Tipiracil is a thymidine phosphorylase (TPase) inhibitor and inhibits degradation of trifluridine by inhibiting TPase, thus increasing systemic exposure to trifluridine when tipiracil is given together with trifluridine.

===Pharmacokinetics===
At least 27% of tipiracil is absorbed from the gut. In cancer patients, highest blood plasma concentrations are reached after three hours. The substance has no tendency to accumulate in the body. The in vitro protein binding in human plasma is below 8%. Tipiracil is not metabolized by cytochrome P450 (CYP) enzymes. To a small extent, it is hydrolyzed to 6-hydroxymethyluracil, but the main fraction is excreted in unchanged form in the faeces (50%) and urine (27%). Elimination half-life is 2.1 hours on the first day and then slightly increases to 2.4 hours on the twelfth day.
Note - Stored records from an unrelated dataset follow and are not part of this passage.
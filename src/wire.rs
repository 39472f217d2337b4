//! On-the-wire byte layouts for NTB16 framing: the NTH16 block header, the
//! NDP16 datagram pointer table, and its fixed-size entries.
//!
//! All multi-byte fields are stored as byte arrays rather than native
//! integers so that casting an unaligned slice with `bytemuck` is always
//! sound regardless of host endianness; accessors convert explicitly via
//! `from_le_bytes`/`to_le_bytes`.

use bytemuck::{Pod, Zeroable};

/// `"NCMH"` read as a little-endian `u32`.
pub const NTH16_SIGNATURE: u32 = 0x484d_434e;
/// `"NCM0"` read as a little-endian `u32`; used both for the signature NDPs
/// are built with and as one of the two signatures accepted on receive.
pub const NDP16_SIGNATURE_NCM0: u32 = 0x304d_434e;
/// `"NCM1"`, the other NDP16 signature variant accepted on receive.
pub const NDP16_SIGNATURE_NCM1: u32 = 0x314d_434e;

pub const NTH16_LEN: usize = 12;
pub const NDP16_HEADER_LEN: usize = 8;
pub const NDP16_ENTRY_LEN: usize = 4;

/// 12-byte NTB block header.
#[repr(C)]
#[derive(Clone, Copy, Pod, Zeroable)]
pub struct Nth16 {
    signature: [u8; 4],
    header_length: [u8; 2],
    sequence: [u8; 2],
    block_length: [u8; 2],
    ndp_index: [u8; 2],
}

const _: () = assert!(core::mem::size_of::<Nth16>() == NTH16_LEN);

impl Nth16 {
    pub fn new(sequence: u16, block_length: u16, ndp_index: u16) -> Self {
        Self {
            signature: NTH16_SIGNATURE.to_le_bytes(),
            header_length: (NTH16_LEN as u16).to_le_bytes(),
            sequence: sequence.to_le_bytes(),
            block_length: block_length.to_le_bytes(),
            ndp_index: ndp_index.to_le_bytes(),
        }
    }

    pub fn signature(&self) -> u32 {
        u32::from_le_bytes(self.signature)
    }

    pub fn header_length(&self) -> u16 {
        u16::from_le_bytes(self.header_length)
    }

    pub fn sequence(&self) -> u16 {
        u16::from_le_bytes(self.sequence)
    }

    pub fn block_length(&self) -> u16 {
        u16::from_le_bytes(self.block_length)
    }

    pub fn ndp_index(&self) -> u16 {
        u16::from_le_bytes(self.ndp_index)
    }

    pub fn parse(buf: &[u8]) -> Option<&Nth16> {
        bytemuck::try_from_bytes(buf.get(..NTH16_LEN)?).ok()
    }

    pub fn as_bytes(&self) -> &[u8] {
        bytemuck::bytes_of(self)
    }
}

/// 8-byte NDP16 header, immediately followed by `{index, length}` entries.
#[repr(C)]
#[derive(Clone, Copy, Pod, Zeroable)]
pub struct Ndp16Header {
    signature: [u8; 4],
    length: [u8; 2],
    next_ndp_index: [u8; 2],
}

const _: () = assert!(core::mem::size_of::<Ndp16Header>() == NDP16_HEADER_LEN);

impl Ndp16Header {
    pub fn new(next_ndp_index: u16) -> Self {
        Self {
            signature: NDP16_SIGNATURE_NCM0.to_le_bytes(),
            length: 16u16.to_le_bytes(),
            next_ndp_index: next_ndp_index.to_le_bytes(),
        }
    }

    pub fn signature(&self) -> u32 {
        u32::from_le_bytes(self.signature)
    }

    pub fn length(&self) -> u16 {
        u16::from_le_bytes(self.length)
    }

    /// Chained-NDP walking is out of scope (the driver's RX path reads a
    /// single NDP table per block, matching the reference driver); kept for
    /// callers that need to inspect the field directly.
    #[allow(dead_code)]
    pub fn next_ndp_index(&self) -> u16 {
        u16::from_le_bytes(self.next_ndp_index)
    }

    pub fn parse(buf: &[u8]) -> Option<&Ndp16Header> {
        bytemuck::try_from_bytes(buf.get(..NDP16_HEADER_LEN)?).ok()
    }

    pub fn as_bytes(&self) -> &[u8] {
        bytemuck::bytes_of(self)
    }

    pub fn is_recognized_signature(sig: u32) -> bool {
        sig == NDP16_SIGNATURE_NCM0 || sig == NDP16_SIGNATURE_NCM1
    }
}

/// One `{wDatagramIndex, wDatagramLength}` entry in an NDP16 table.
#[repr(C)]
#[derive(Clone, Copy, Pod, Zeroable)]
pub struct DatagramEntry {
    index: [u8; 2],
    length: [u8; 2],
}

const _: () = assert!(core::mem::size_of::<DatagramEntry>() == NDP16_ENTRY_LEN);

impl DatagramEntry {
    pub fn new(index: u16, length: u16) -> Self {
        Self {
            index: index.to_le_bytes(),
            length: length.to_le_bytes(),
        }
    }

    pub fn index(&self) -> u16 {
        u16::from_le_bytes(self.index)
    }

    pub fn length(&self) -> u16 {
        u16::from_le_bytes(self.length)
    }

    pub fn parse(buf: &[u8]) -> Option<&DatagramEntry> {
        bytemuck::try_from_bytes(buf.get(..NDP16_ENTRY_LEN)?).ok()
    }

    pub fn as_bytes(&self) -> &[u8] {
        bytemuck::bytes_of(self)
    }
}
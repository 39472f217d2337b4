//! The narrow interfaces this driver consumes from its external
//! collaborators (spec section 6): the USB host controller, and the
//! upstream network stack's `run`/`stop`/`eth_input` hooks. These traits
//! are the boundary the core protocol engine is tested against — a real
//! firmware image implements `HostPort`/`Clock` against its host controller
//! driver and RTOS; the test suite implements them in memory.

/// Transport-level result of a USB transfer, as reported by the host
/// controller. Distinct from [`Error`] because a transport error doesn't
/// always map to the same driver-level error (a stalled bulk-IN during
/// steady-state RX is recovered locally; a stalled GET_NTB_PARAMETERS
/// during connect is not).
#[derive(Debug, Clone, Copy, PartialEq, Eq)]
#[cfg_attr(feature = "defmt", derive(defmt::Format))]
pub enum TransportError {
    Stall,
    Babble,
    Io,
    Other,
}

/// A bound endpoint: its address (bit 7 set for IN) and negotiated max
/// packet size.
#[derive(Debug, Clone, Copy, PartialEq, Eq)]
#[cfg_attr(feature = "defmt", derive(defmt::Format))]
pub struct EndpointHandle {
    pub address: u8,
    pub max_packet_size: u16,
}

/// A USB control transfer's setup stage, matching `usb_setup_packet`.
#[derive(Debug, Clone, Copy, PartialEq, Eq)]
#[cfg_attr(feature = "defmt", derive(defmt::Format))]
pub struct SetupPacket {
    pub request_type: u8,
    pub request: u8,
    pub value: u16,
    pub index: u16,
    pub length: u16,
}

/// Data stage of a control transfer.
pub enum ControlData<'a> {
    None,
    In(&'a mut [u8]),
    Out(&'a [u8]),
}

/// The USB host controller collaborator (out of scope per spec section 1):
/// endpoint I/O primitives, URB submission, and control transfers. All
/// operations are blocking — this driver's concurrency model is dedicated
/// preemptive tasks making blocking calls, not an async executor.
pub trait HostPort {
    /// Issue a control transfer to `ctrl_intf`, recipient INTERFACE, type
    /// CLASS or STANDARD as encoded in `setup.request_type`. Returns the
    /// number of bytes transferred in the data stage.
    fn control_transfer(
        &mut self,
        setup: SetupPacket,
        data: ControlData<'_>,
    ) -> Result<usize, TransportError>;

    /// `SET_INTERFACE(interface, alt_setting)`.
    fn set_interface(&mut self, interface: u8, alt_setting: u8) -> Result<(), TransportError>;

    /// Fetch the string descriptor at `index` into `buf`, returning the
    /// number of bytes written.
    fn get_string_descriptor(&mut self, index: u8, buf: &mut [u8]) -> Result<usize, TransportError>;

    /// Submit a blocking bulk-IN transfer, returning the actual transfer
    /// length (which may be less than `buf.len()` on a short packet).
    fn bulk_in(&mut self, ep: EndpointHandle, buf: &mut [u8]) -> Result<usize, TransportError>;

    /// Submit a blocking bulk-OUT transfer of exactly `buf.len()` bytes.
    fn bulk_out(&mut self, ep: EndpointHandle, buf: &[u8]) -> Result<usize, TransportError>;

    /// Submit a blocking interrupt-IN transfer.
    fn interrupt_in(&mut self, ep: EndpointHandle, buf: &mut [u8]) -> Result<usize, TransportError>;

    /// Abort any in-flight URB on `ep`. Used by disconnect teardown.
    fn kill_urb(&mut self, ep: EndpointHandle);
}

/// The OS abstraction layer's sleep primitive (out of scope per spec
/// section 1), dependency-injected so the connect sequencer's delays can
/// be skipped in tests.
pub trait Clock {
    fn sleep_ms(&mut self, ms: u32);
}

/// The upstream network stack's weakly-linked hooks (spec section 6):
/// `run`/`stop` bring a netif up or down, `eth_input` is the sink for
/// received frames. Default implementations are no-ops, mirroring the
/// source's `__WEAK` stubs.
pub trait UpstreamHooks {
    fn run(&mut self) {}
    fn stop(&mut self) {}
    fn eth_input(&mut self, frame: &[u8]) {
        let _ = frame;
    }
}
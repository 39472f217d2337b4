//! Notification endpoint handling (spec section 4.4): decodes
//! `NETWORK_CONNECTION` and `CONNECTION_SPEED_CHANGE` on the interrupt-IN
//! endpoint.

use crate::error::Error;
use crate::hal::{EndpointHandle, HostPort};

const NOTIFY_NETWORK_CONNECTION: u8 = 0x00;
const NOTIFY_CONNECTION_SPEED_CHANGE: u8 = 0x2A;

/// A decoded interrupt-IN notification.
#[derive(Debug, Clone, Copy, PartialEq, Eq)]
#[cfg_attr(feature = "defmt", derive(defmt::Format))]
pub enum Notification {
    LinkChanged(bool),
    SpeedChanged([u8; 8]),
    Unknown,
}

/// Submit one interrupt-IN transfer into `scratch` and decode it. Callers
/// are expected to call this repeatedly from the RX task's notification
/// poll (spec section 4.4); a single call is reentrant and does not block
/// on anything but the one transfer.
pub fn poll_once<H: HostPort>(
    host: &mut H,
    interrupt_in: EndpointHandle,
    scratch: &mut [u8; 16],
) -> Result<Notification, Error> {
    let n = host
        .interrupt_in(interrupt_in, scratch)
        .map_err(Error::from)?;
    if n < 8 {
        return Ok(Notification::Unknown);
    }

    let notification_type = scratch[1];
    let value = u16::from_le_bytes([scratch[2], scratch[3]]);

    match notification_type {
        NOTIFY_NETWORK_CONNECTION => Ok(Notification::LinkChanged(value != 0)),
        NOTIFY_CONNECTION_SPEED_CHANGE if n >= 16 => {
            let mut speed = [0u8; 8];
            speed.copy_from_slice(&scratch[8..16]);
            Ok(Notification::SpeedChanged(speed))
        }
        _ => Ok(Notification::Unknown),
    }
}
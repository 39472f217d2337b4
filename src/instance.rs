//! Per-device state (spec section 3): endpoints, URB-owning buffers, MAC,
//! NTB parameters, sequence counter, link status.

use core::sync::atomic::{AtomicBool, Ordering};

use crate::error::Error;
use crate::hal::{EndpointHandle, HostPort, UpstreamHooks};

/// RX assembly buffer size. Configurable via the const generic on
/// [`Instance`]; 4 KiB is a reasonable default for a single in-flight NTB.
pub const DEFAULT_RX_MAX: usize = 4096;
/// TX buffer size; must be at least `max_segment_size + 48` (spec section
/// 3). 1600 covers the default 1514-byte max segment size plus the two-NDP
/// overhead with room to spare.
pub const DEFAULT_TX_MAX: usize = 1600;
/// Fallback/clamp value for `wMaxSegmentSize` when the device reports zero
/// or something implausibly large.
pub const DEFAULT_MAX_SEGMENT_SIZE: u16 = 1514;

const NTB_PARAMETERS_LEN: usize = 28;

/// Decoded GET_NTB_PARAMETERS response (28 bytes on the wire). Only
/// `in_max_size` and `out_max_datagrams` affect the core logic; the rest is
/// logged at connect time (mirroring the original driver's parameter dump).
#[derive(Clone, Copy)]
#[cfg_attr(feature = "defmt", derive(defmt::Format))]
#[cfg_attr(any(feature = "std", feature = "log", test), derive(Debug))]
pub struct NtbParameters {
    pub formats_supported: u16,
    pub in_max_size: u32,
    pub in_divisor: u16,
    pub in_payload_remainder: u16,
    pub in_alignment: u16,
    pub out_max_size: u32,
    pub out_divisor: u16,
    pub out_payload_remainder: u16,
    pub out_alignment: u16,
    pub out_max_datagrams: u16,
}

impl Default for NtbParameters {
    fn default() -> Self {
        Self {
            formats_supported: 1,
            in_max_size: 0,
            in_divisor: 1,
            in_payload_remainder: 0,
            in_alignment: 4,
            out_max_size: 0,
            out_divisor: 1,
            out_payload_remainder: 0,
            out_alignment: 4,
            out_max_datagrams: 0,
        }
    }
}

impl NtbParameters {
    /// Parse a GET_NTB_PARAMETERS response. `wLength` (bytes 0..2) and the
    /// reserved word (bytes 14..16) are not surfaced.
    pub fn parse(buf: &[u8]) -> Result<Self, Error> {
        if buf.len() < NTB_PARAMETERS_LEN {
            return Err(Error::ControlTransferFailure);
        }
        Ok(Self {
            formats_supported: u16::from_le_bytes([buf[2], buf[3]]),
            in_max_size: u32::from_le_bytes([buf[4], buf[5], buf[6], buf[7]]),
            in_divisor: u16::from_le_bytes([buf[8], buf[9]]),
            in_payload_remainder: u16::from_le_bytes([buf[10], buf[11]]),
            in_alignment: u16::from_le_bytes([buf[12], buf[13]]),
            out_max_size: u32::from_le_bytes([buf[16], buf[17], buf[18], buf[19]]),
            out_divisor: u16::from_le_bytes([buf[20], buf[21]]),
            out_payload_remainder: u16::from_le_bytes([buf[22], buf[23]]),
            out_alignment: u16::from_le_bytes([buf[24], buf[25]]),
            out_max_datagrams: u16::from_le_bytes([buf[26], buf[27]]),
        })
    }
}

/// One attached CDC-NCM function. `RX_MAX`/`TX_MAX` size the DMA-visible
/// assembly buffers; both default to values sized for a 1514-byte Ethernet
/// MTU.
pub struct Instance<const RX_MAX: usize = DEFAULT_RX_MAX, const TX_MAX: usize = DEFAULT_TX_MAX> {
    pub ctrl_intf: u8,
    pub data_intf: u8,
    pub(crate) interrupt_in: Option<EndpointHandle>,
    pub(crate) bulk_in: Option<EndpointHandle>,
    pub(crate) bulk_out: Option<EndpointHandle>,
    pub mac: [u8; 6],
    pub max_segment_size: u16,
    pub ntb_params: NtbParameters,
    pub(crate) bulkout_sequence: u16,
    pub connect_status: AtomicBool,
    pub speed: [u8; 8],
    pub(crate) rx_buffer: [u8; RX_MAX],
    pub(crate) rx_length: usize,
    pub(crate) tx_buffer: [u8; TX_MAX],
}

impl<const RX_MAX: usize, const TX_MAX: usize> Instance<RX_MAX, TX_MAX> {
    pub fn new(
        ctrl_intf: u8,
        interrupt_in: Option<EndpointHandle>,
        bulk_in: EndpointHandle,
        bulk_out: EndpointHandle,
        mac: [u8; 6],
        max_segment_size: u16,
    ) -> Self {
        Self {
            ctrl_intf,
            data_intf: ctrl_intf + 1,
            interrupt_in,
            bulk_in: Some(bulk_in),
            bulk_out: Some(bulk_out),
            mac,
            max_segment_size,
            ntb_params: NtbParameters::default(),
            bulkout_sequence: 0,
            connect_status: AtomicBool::new(false),
            speed: [0; 8],
            rx_buffer: [0; RX_MAX],
            rx_length: 0,
            tx_buffer: [0; TX_MAX],
        }
    }

    pub fn is_connected(&self) -> bool {
        self.connect_status.load(Ordering::SeqCst)
    }

    pub fn bulk_in_endpoint(&self) -> Option<EndpointHandle> {
        self.bulk_in
    }

    pub fn bulk_out_endpoint(&self) -> Option<EndpointHandle> {
        self.bulk_out
    }

    pub fn interrupt_in_endpoint(&self) -> Option<EndpointHandle> {
        self.interrupt_in
    }

    /// Clamp `dwNtbInMaxSize` to `RX_MAX` and `max_segment_size` to
    /// [`DEFAULT_MAX_SEGMENT_SIZE`] when the device reports zero or
    /// something larger than this instance can hold (spec section 4.3
    /// step 3).
    pub(crate) fn clamp_ntb_parameters(&mut self) {
        if self.ntb_params.in_max_size == 0 || self.ntb_params.in_max_size as usize > RX_MAX {
            self.ntb_params.in_max_size = RX_MAX as u32;
        }
        if self.max_segment_size == 0 || self.max_segment_size > DEFAULT_MAX_SEGMENT_SIZE {
            self.max_segment_size = DEFAULT_MAX_SEGMENT_SIZE;
        }
    }

    /// Kill in-flight URBs, invoke the `stop` hook if the instance was
    /// registered, and zero the runtime state (spec section 4.7).
    pub fn disconnect<H: HostPort, U: UpstreamHooks>(&mut self, host: &mut H, hooks: &mut U) {
        if let Some(ep) = self.interrupt_in.take() {
            host.kill_urb(ep);
        }
        if let Some(ep) = self.bulk_in.take() {
            host.kill_urb(ep);
        }
        if let Some(ep) = self.bulk_out.take() {
            host.kill_urb(ep);
        }
        hooks.stop();
        self.connect_status.store(false, Ordering::SeqCst);
        self.rx_length = 0;
        self.bulkout_sequence = 0;
        self.speed = [0; 8];
    }
}
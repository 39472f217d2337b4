//! NTB assembly and parsing, shared by the RX and TX engines. This is the
//! part of the driver that is pure byte-buffer logic with no HAL
//! dependency, and so carries the bulk of the unit tests in spec section 8.

use crate::error::Error;
use crate::wire::{DatagramEntry, Ndp16Header, Nth16, NDP16_ENTRY_LEN, NDP16_HEADER_LEN, NTH16_LEN};

/// Walk a complete NTB in `buf` (whose logical length is `block_length`)
/// and invoke `sink` once per datagram entry with a nonzero index and
/// length, in index order. Returns the number of datagrams delivered.
///
/// This validates the NTH16 signature/header length/block length and the
/// NDP16 signature before touching any datagram entries; any mismatch is a
/// [`Error::FramingError`] and the caller is expected to discard the block
/// and reset its assembly length, per spec section 7.
pub fn for_each_datagram<'a>(
    buf: &'a [u8],
    block_length: usize,
    mut sink: impl FnMut(&'a [u8]),
) -> Result<usize, Error> {
    let nth = Nth16::parse(buf).ok_or(Error::FramingError)?;
    if nth.signature() != crate::wire::NTH16_SIGNATURE
        || nth.header_length() as usize != NTH16_LEN
        || nth.block_length() as usize != block_length
    {
        return Err(Error::FramingError);
    }

    let ndp_index = nth.ndp_index() as usize;
    let ndp_header_bytes = buf.get(ndp_index..).ok_or(Error::FramingError)?;
    let ndp = Ndp16Header::parse(ndp_header_bytes).ok_or(Error::FramingError)?;
    if !Ndp16Header::is_recognized_signature(ndp.signature()) {
        return Err(Error::FramingError);
    }

    let ndp_len = ndp.length() as usize;
    if ndp_len < NDP16_HEADER_LEN {
        return Err(Error::FramingError);
    }
    let datagram_count = (ndp_len - NDP16_HEADER_LEN) / NDP16_ENTRY_LEN;

    let mut delivered = 0;
    for i in 0..datagram_count {
        let offset = ndp_index + NDP16_HEADER_LEN + i * NDP16_ENTRY_LEN;
        let entry_bytes = buf.get(offset..).ok_or(Error::FramingError)?;
        let entry = DatagramEntry::parse(entry_bytes).ok_or(Error::FramingError)?;
        let index = entry.index() as usize;
        let length = entry.length() as usize;
        if index != 0 && length != 0 {
            let data = buf.get(index..index + length).ok_or(Error::FramingError)?;
            sink(data);
            delivered += 1;
        }
    }

    Ok(delivered)
}

fn align_up(n: usize, align: usize) -> usize {
    n.div_ceil(align) * align
}

/// Build a minimal two-NDP NTB16 around a single outgoing datagram already
/// written at `buf[16..16 + data_len]`, per spec section 4.6. Returns the
/// total block length to submit on bulk-OUT.
///
/// The two-NDP layout (a second, duplicate NDP pointing at the same
/// datagram) is a deliberate compatibility gesture for gadgets that inspect
/// more than one NDP; a single NDP is protocol-sufficient but not always
/// interoperable.
pub fn build_single_datagram_block(buf: &mut [u8], sequence: u16, data_len: usize) -> usize {
    const DATA_OFFSET: usize = 16;

    let data_aligned = align_up(data_len, 4);
    let first_ndp = DATA_OFFSET + data_aligned;
    let second_ndp = first_ndp + 16;
    let block_length = second_ndp + 16;

    let nth = Nth16::new(sequence, block_length as u16, first_ndp as u16);
    buf[..NTH16_LEN].copy_from_slice(nth.as_bytes());

    for b in &mut buf[DATA_OFFSET + data_len..first_ndp] {
        *b = 0;
    }
    for b in &mut buf[first_ndp..block_length] {
        *b = 0;
    }

    write_ndp(&mut buf[first_ndp..first_ndp + 16], second_ndp as u16, DATA_OFFSET as u16, data_len as u16);
    write_ndp(&mut buf[second_ndp..second_ndp + 16], 0, DATA_OFFSET as u16, data_len as u16);

    block_length
}

fn write_ndp(buf: &mut [u8], next_ndp_index: u16, datagram_index: u16, datagram_length: u16) {
    let header = Ndp16Header::new(next_ndp_index);
    buf[..NDP16_HEADER_LEN].copy_from_slice(header.as_bytes());
    let entry = DatagramEntry::new(datagram_index, datagram_length);
    buf[NDP16_HEADER_LEN..NDP16_HEADER_LEN + NDP16_ENTRY_LEN].copy_from_slice(entry.as_bytes());
    // The remaining 4 bytes are the zero terminator entry; `buf` was
    // zeroed by the caller before this is called.
}
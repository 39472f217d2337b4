//! Error kinds from spec section 7, shared by every module.

/// Errors the driver can report. Most are recoverable locally (see the
/// module that raises them for what "recovered" means); `BadDescriptor`,
/// `MissingMac`, and `BadMac` are fatal at connect time.
#[derive(Debug, Clone, Copy, PartialEq, Eq)]
#[cfg_attr(feature = "defmt", derive(defmt::Format))]
pub enum Error {
    /// The raw configuration descriptor is truncated or malformed.
    BadDescriptor,
    /// No CDC Ethernet Networking Functional Descriptor was found for the
    /// control interface.
    MissingMac,
    /// The MAC address string descriptor wasn't 12 ASCII hex characters.
    BadMac,
    /// A class-specific control request failed in a way the caller must
    /// react to (as opposed to the optional-setter downgrades handled
    /// internally by the control plane).
    ControlTransferFailure,
    /// Bulk-IN endpoint reported STALL.
    EndpointStall,
    /// Bulk-IN endpoint reported a babble condition.
    Babble,
    /// NTH16/NDP16 signature, length, or block-length mismatch.
    FramingError,
    /// The RX assembly buffer filled up without a terminating short packet.
    BufferOverflow,
    /// `eth_output` was called while the link is down.
    NotConnected,
    /// A non-recoverable transport error; the RX engine must restart.
    TransportFatal,
}

impl From<crate::hal::TransportError> for Error {
    fn from(e: crate::hal::TransportError) -> Self {
        use crate::hal::TransportError::*;
        match e {
            Stall => Error::EndpointStall,
            Babble => Error::Babble,
            Io | Other => Error::TransportFatal,
        }
    }
}
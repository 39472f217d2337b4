//! Connect/configure sequencer (spec section 4.3): the exact ordering that
//! takes a freshly enumerated CDC-NCM function from raw descriptor bytes to
//! a running [`Instance`].

use core::sync::atomic::Ordering;

use crate::control;
use crate::descriptor;
use crate::error::Error;
use crate::hal::{Clock, HostPort, UpstreamHooks};
use crate::instance::Instance;

const ALT_SETTING_DISABLED: u8 = 0;

/// Run the connect sequence against `raw_config_descriptor` and return a
/// running [`Instance`]. `ctrl_intf` is the control interface number
/// assigned by enumeration; `data_intf` is assumed to be `ctrl_intf + 1`
/// per spec section 3.
pub fn connect<H: HostPort, C: Clock, U: UpstreamHooks, const RX_MAX: usize, const TX_MAX: usize>(
    raw_config_descriptor: &[u8],
    ctrl_intf: u8,
    host: &mut H,
    clock: &mut C,
    hooks: &mut U,
) -> Result<Instance<RX_MAX, TX_MAX>, Error> {
    let data_intf = ctrl_intf + 1;

    // 1. Parse descriptors, resolve MAC, bind endpoints.
    let parsed = descriptor::parse(raw_config_descriptor, ctrl_intf, data_intf)?;
    let bulk_in = parsed.bulk_in.ok_or(Error::BadDescriptor)?;
    let bulk_out = parsed.bulk_out.ok_or(Error::BadDescriptor)?;

    let mut mac_ascii = [0u8; 12];
    host.get_string_descriptor(parsed.mac_string_index, &mut mac_ascii)
        .map_err(|_| Error::BadMac)?;
    let mac = descriptor::parse_mac(&mac_ascii)?;

    let mut instance: Instance<RX_MAX, TX_MAX> =
        Instance::new(ctrl_intf, parsed.interrupt_in, bulk_in, bulk_out, mac, parsed.max_segment_size);

    // 2. Alt-setting toggle choreography, only meaningful with >1 altsetting.
    let multi_altsetting = parsed.data_altsetting_count > 1;
    if multi_altsetting {
        let alt_n = parsed.data_altsetting_count - 1;
        let _ = host.set_interface(data_intf, alt_n);
        let _ = host.set_interface(data_intf, ALT_SETTING_DISABLED);
    }

    // 3. GET_NTB_PARAMETERS, then clamp to this instance's buffer sizes.
    match control::get_ntb_parameters(host, ctrl_intf) {
        Ok(params) => instance.ntb_params = params,
        Err(_) => warn!("GET_NTB_PARAMETERS failed, continuing with defaults"),
    }
    instance.clamp_ntb_parameters();
    info!("ntb parameters: {:?}", instance.ntb_params);

    // 4. SET_CRC_MODE(CRC16) — optional setter, downgrade failures.
    if control::set_crc_mode(host, ctrl_intf, control::CRC_MODE_CRC16).is_err() {
        warn!("SET_CRC_MODE failed, continuing");
    }

    // 5. SET_NTB_FORMAT(NTB16) — optional setter, downgrade failures.
    if control::set_ntb_format(host, ctrl_intf, control::NTB_FORMAT_16).is_err() {
        warn!("SET_NTB_FORMAT failed, continuing");
    }

    // 6. Settle, then re-enable the data altsetting if it was toggled off.
    clock.sleep_ms(21);
    if multi_altsetting {
        let alt_n = parsed.data_altsetting_count - 1;
        let _ = host.set_interface(data_intf, alt_n);
    }

    // 7. SET_ETHERNET_PACKET_FILTER with retry/redundancy policy.
    control::set_packet_filter_with_retry(host, clock, ctrl_intf, control::PACKET_FILTER_DEFAULT);

    // 8. Mark connected and announce to the upstream stack.
    instance.connect_status.store(true, Ordering::SeqCst);
    hooks.run();
    info!("cdc-ncm instance connected");

    Ok(instance)
}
Tipiracil causes C_{max} (highest blood plasma concentrations) of trifluridine to increase 22-fold, and its area under the curve 37-fold.

==Chemistry==
Tipiracil is used in form of the hydrochloride, which is a white crystalline powder. Solubility in water is 5 mg/mL; it is also soluble in 0.01 M hydrochloric acid and 0.01 M sodium hydroxide; slightly soluble in methanol; very slightly soluble in ethanol; and practically insoluble in acetonitrile, isopropyl alcohol, acetone, diisopropyl ether, and diethyl ether.

==COVID-19==
Tipiracil has been shown to inhibit SARS-CoV-2 Nsp15 and interacts with the uridine binding pocket of the enzyme's active site using a combination of crystallography, biochemical and whole cell assays.
It had previously been suggested in a computational drug repurposing study as the most promising hit targeting the main SARS-CoV-2 protease.